# Sage machines



## newby0811 (Aug 13, 2011)

Hi. Contemplating a new machine. Had a gaggia classic for nearly 11 years. Not planning to buy a new one as I've heard back things since Phillips took over. Old one might be fixable but not too sure. Anyone used these new sage machines? Any good? I've heard all the Heston hype but I'm more interested in an opinion from this site. Cheers. N


----------



## Mrboots2u (May 10, 2013)

Plenty of Sage owners on here , it even has it's own sub forum. Reviews too , have you tried the search function on here also? Which machine do you have in mind ?


----------



## itguy (Jun 26, 2015)

I have used a Barista Express for the last two years and have loved it. I knew nothing about coffee before buying it and it has really taught me the ropes of good espresso.

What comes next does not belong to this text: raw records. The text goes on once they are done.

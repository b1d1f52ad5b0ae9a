use crate::{
    Error, Result,
    config::Config,
    fetch::ImageFetcher,
    publish::PublicDir,
    remote::{OutputFile, RemoteServices},
    staging::{StagingArea, UploadedFile},
};
use std::path::{Path, PathBuf};
use tracing::{debug, info};

/// Drives every endpoint: validates input, stages files, calls the remote
/// service and shapes its result.
pub struct Orchestrator {
    services: RemoteServices,
    fetcher: ImageFetcher,
    staging: StagingArea,
    public: PublicDir,
    default_cloth_image: String,
}

impl Orchestrator {
    pub fn new(
        services: RemoteServices,
        fetcher: ImageFetcher,
        staging: StagingArea,
        public: PublicDir,
        default_cloth_image: impl Into<String>,
    ) -> Self {
        Self {
            services,
            fetcher,
            staging,
            public,
            default_cloth_image: default_cloth_image.into(),
        }
    }

    pub fn from_config(config: &Config) -> Result<Self> {
        Ok(Self::new(
            RemoteServices::from_config(&config.services),
            ImageFetcher::new(&config.fetch)?,
            StagingArea::new(&config.server.uploads_dir),
            PublicDir::new(&config.server.public_dir),
            config.server.default_cloth_image.clone(),
        ))
    }

    pub fn public_dir(&self) -> &PublicDir {
        &self.public
    }

    /// Forwards text to the chatbot and returns its answer verbatim.
    pub async fn predict_text(&self, text: Option<&str>) -> Result<String> {
        let text = require(
            text,
            "Missing 'text' field in request",
            "Text input cannot be empty",
        )?;
        info!("Processing text input: {}", text);

        let result = self.services.chat.chat(text).await?;
        debug!("Prediction result: {}", result);
        Ok(result)
    }

    /// Try-on against the stock garment kept in the public directory.
    pub async fn try_on_default(&self, upload: Option<UploadedFile>) -> Result<PathBuf> {
        let upload = require_upload(upload)?;
        let staged = self.staging.prepare().await?;
        let origin = staged.save_upload(&upload).await?;

        let cloth = self.public.resolve(&self.default_cloth_image);
        if !exists(&cloth).await {
            return Err(Error::missing_artifact("Default cloth image not found"));
        }

        info!("Processing virtual try-on for request {}", staged.id());
        let result = self.services.tryon.try_on(&cloth, &origin).await?;
        self.publish_result(result, "Virtual try-on failed").await
    }

    /// Try-on against a garment image downloaded from `url`.
    ///
    /// The upload is validated before anything is downloaded.
    pub async fn try_on_from_url(
        &self,
        upload: Option<UploadedFile>,
        url: Option<&str>,
    ) -> Result<PathBuf> {
        let upload = require_upload(upload)?;
        let url = require(url, "URL is required", "URL is required")?;
        info!("Processing URL: {}", url);

        let staged = self.staging.prepare().await?;
        let cloth = staged.download_path();
        self.fetcher.fetch(url, &cloth).await?;

        let origin = staged.save_upload(&upload).await?;
        if !exists(&cloth).await {
            return Err(Error::download("Failed to download image from URL"));
        }

        info!("Processing virtual try-on for request {}", staged.id());
        let result = self.services.tryon.try_on(&cloth, &origin).await?;
        self.publish_result(result, "Virtual try-on failed").await
    }

    pub async fn generate_image(&self, prompt: Option<&str>) -> Result<PathBuf> {
        let prompt = require(prompt, "Missing prompt field", "Prompt cannot be empty")?;
        info!("Processing prompt: {}", prompt);

        let result = self.services.image_generator.generate_image(prompt).await?;
        self.publish_result(result, "Text-to-image generation failed").await
    }

    /// Asks for "{color} shirt for {occasion}" and splits the comma separated answer.
    pub async fn recommend(
        &self,
        color: Option<&str>,
        occasion: Option<&str>,
    ) -> Result<Vec<String>> {
        let color = require(color, "Color is required", "Color is required")?;
        let occasion = require(occasion, "Occasion is required", "Occasion is required")?;
        let query = recommendation_query(color, occasion);
        info!("Processing: {}", query);

        match self.services.recommender.recommend(&query).await? {
            Some(answer) if answer.trim().is_empty() => {
                Err(Error::remote("occasion", "Failed to get recommendations"))
            }
            Some(answer) => Ok(split_items(&answer)),
            None => Ok(Vec::new()),
        }
    }

    /// Copies a remote result into the public directory. Dropping `result`
    /// afterwards clears any cached download, whether or not the copy worked.
    async fn publish_result(&self, result: OutputFile, failure: &str) -> Result<PathBuf> {
        let path = result.path();
        if path.as_os_str().is_empty() || !exists(path).await {
            return Err(Error::missing_artifact(failure));
        }
        self.public.publish(path).await
    }
}

pub fn recommendation_query(color: &str, occasion: &str) -> String {
    format!("{color} shirt for {occasion}")
}

pub fn split_items(answer: &str) -> Vec<String> {
    answer
        .split(',')
        .map(str::trim)
        .filter(|item| !item.is_empty())
        .map(str::to_string)
        .collect()
}

fn require<'a>(value: Option<&'a str>, missing: &str, blank: &str) -> Result<&'a str> {
    let value = value.ok_or_else(|| Error::invalid_input(missing))?;
    let trimmed = value.trim();
    if trimmed.is_empty() {
        return Err(Error::invalid_input(blank));
    }
    Ok(trimmed)
}

fn require_upload(upload: Option<UploadedFile>) -> Result<UploadedFile> {
    let upload = upload.ok_or_else(|| Error::invalid_input("No file part"))?;
    if upload.file_name.is_empty() {
        return Err(Error::invalid_input("No selected file"));
    }
    if upload.bytes.is_empty() {
        return Err(Error::invalid_input("Uploaded file is empty"));
    }
    Ok(upload)
}

async fn exists(path: &Path) -> bool {
    tokio::fs::try_exists(path).await.unwrap_or(false)
}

Is there a particular model you are interested in?

i also found that the barista express could make decent microfoam for latte art too after a bit of practice. It's not the strongest steamer but it does get the job done with the right pitcher and position.

Only real drawback is the 54mm portafilter on the lower models such as the BE and the duo temp etc. The dual boiler model which gets a lot of praise on here is 58mm standard size.

Ive recently moved on from mine, only to a plumbed in rotary Izzo Alex mk2 and Simonelli MDX grinder as I wanted a 58mm basket and much more manual control over things.


----------



## garydyke1 (Mar 9, 2011)

Forget the Heston thing. Their restaurant uses a LM Linea PB, mythos 1 and EK43 !

The good news - the DB is a really good machine (if results in the cup are a priority) . If you want something which you can leave to your grandkids in your will and fix yourself if it breaks then look elsewhere .


----------



## newby0811 (Aug 13, 2011)

Hi. Thanks all. The model I've been looking at is the Duo-temp. I'm trying to get something in the £300 bracket. I'm conscious this will sound like a dumb question but I'm not sure what 54mm portafilter means, having looked in the shop does this basically mean the shot is smaller? Basically I have 2 options; repair the gaggia or buy another machine. Would prefer repair but so far drawn a blank. The gaggia is failing to pump through the group head AND it is failing to send steam through the wand. I have descaled regularly, and I have taken the 3 way valve out and cleaned it. No joy. Happy to have a go at other repairs (I am not technical but I probably can't make it any worse!). Not sure what to try next. Any suggestions or links? What is the OPV, is this relevant? Otherwise any ideas on a new machine? Or a good second-hand one? Cheers. N


----------



## BaggaZee (Jun 19, 2015)

Can you hear the pump vibrating when you try to use it? If not, a replacement is about £15 and an easy fit.

If you can, but still nothing, I'd strip it down fully. I descaled an older machine and it filled the boiler with thick gunk. I had to split the boiler to clean it.

Might be worth having a look.


----------



## newby0811 (Aug 13, 2011)

Hi. You can hear the pump working (or something is trying to work) but nothing comes out. I have tried backflush (which I have to admit I have never done before, oops). But as no liquid or steam comes through this is basically pointless. If you can point me in the direction of a youtube or thread on the complete strip down I will have a go at that. Cheers!


----------



## newby0811 (Aug 13, 2011)

Hi. Quick update. I've taken the boiler out. But cannot get the thing apart. Managed to get one of the bolts out but it looks well and truly trashed through corrosion. I've blasted the three remaining bolts with a thinner grade of WD40 type stuff, and will leave it overnight. Is a new boiler an option? The machine is circa 2006. Thanks for any advice in advance.


----------